## EXERCISE PROMPT
Reproduce every entry precisely as written.

## AVAILABLE RECORDS
* * * * * * *

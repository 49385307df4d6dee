//! Named client paths.

use serde::Serialize;

/// A page the front-end can show. Unknown paths parse to `NotFound`.
#[derive(Debug, Clone, PartialEq, Eq, Serialize)]
#[serde(tag = "route", rename_all = "snake_case")]
pub enum Route {
    Home,
    Opportunities,
    Opportunity { id: String },
    Donate { id: String },
    RecipientOnboarding,
    Account,
    HowItWorks,
    About,
    DonorDashboard,
    NotFound { path: String },
}

impl Route {
    /// Parse a path such as `/opportunity/3`. Query strings and a trailing
    /// slash are ignored.
    pub fn parse(path: &str) -> Self {
        let path_only = path.split(['?', '#']).next().unwrap_or_default();
        let segments: Vec<&str> = path_only.split('/').filter(|s| !s.is_empty()).collect();

        match segments.as_slice() {
            [] => Self::Home,
            ["opportunities"] => Self::Opportunities,
            ["opportunity", id] => Self::Opportunity { id: id.to_string() },
            ["donate", id] => Self::Donate { id: id.to_string() },
            ["recipient-onboarding"] => Self::RecipientOnboarding,
            ["account"] => Self::Account,
            ["how-it-works"] => Self::HowItWorks,
            ["about"] => Self::About,
            ["donor-dashboard"] => Self::DonorDashboard,
            _ => Self::NotFound {
                path: path_only.to_string(),
            },
        }
    }

    /// Canonical path for this route.
    pub fn path(&self) -> String {
        match self {
            Self::Home => "/".to_string(),
            Self::Opportunities => "/opportunities".to_string(),
            Self::Opportunity { id } => format!("/opportunity/{id}"),
            Self::Donate { id } => format!("/donate/{id}"),
            Self::RecipientOnboarding => "/recipient-onboarding".to_string(),
            Self::Account => "/account".to_string(),
            Self::HowItWorks => "/how-it-works".to_string(),
            Self::About => "/about".to_string(),
            Self::DonorDashboard => "/donor-dashboard".to_string(),
            Self::NotFound { path } => path.clone(),
        }
    }
}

* * * * * * *

## SOLUTION BELOW
repository 49385307df4d6dee
//! Named client paths.

use serde::Serialize;

/// A page the front-end can show. Unknown paths parse to `NotFound`.
#[derive(Debug, Clone, PartialEq, Eq, Serialize)]
#[serde(tag = "route", rename_all = "snake_case")]
pub enum Route {
    Home,
    Opportunities,
    Opportunity { id: String },
    Donate { id: String },
    RecipientOnboarding,
    Account,
    HowItWorks,
    About,
    DonorDashboard,
    NotFound { path: String },
}

impl Route {
    /// Parse a path such as `/opportunity/3`. Query strings and a trailing
    /// slash are ignored.
    pub fn parse(path: &str) -> Self {
        let path_only = path.split(['?', '#']).next().unwrap_or_default();
        let segments: Vec<&str> = path_only.split('/').filter(|s| !s.is_empty()).collect();

        match segments.as_slice() {
            [] => Self::Home,
            ["opportunities"] => Self::Opportunities,
            ["opportunity", id] => Self::Opportunity { id: id.to_string() },
            ["donate", id] => Self::Donate { id: id.to_string() },
            ["recipient-onboarding"] => Self::RecipientOnboarding,
            ["account"] => Self::Account,
            ["how-it-works"] => Self::HowItWorks,
            ["about"] => Self::About,
            ["donor-dashboard"] => Self::DonorDashboard,
            _ => Self::NotFound {
                path: path_only.to_string(),
            },
        }
    }

    /// Canonical path for this route.
    pub fn path(&self) -> String {
        match self {
            Self::Home => "/".to_string(),
            Self::Opportunities => "/opportunities".to_string(),
            Self::Opportunity { id } => format!("/opportunity/{id}"),
            Self::Donate { id } => format!("/donate/{id}"),
            Self::RecipientOnboarding => "/recipient-onboarding".to_string(),
            Self::Account => "/account".to_string(),
            Self::HowItWorks => "/how-it-works".to_string(),
            Self::About => "/about".to_string(),
            Self::DonorDashboard => "/donor-dashboard".to_string(),
            Self::NotFound { path } => path.clone(),
        }
    }
}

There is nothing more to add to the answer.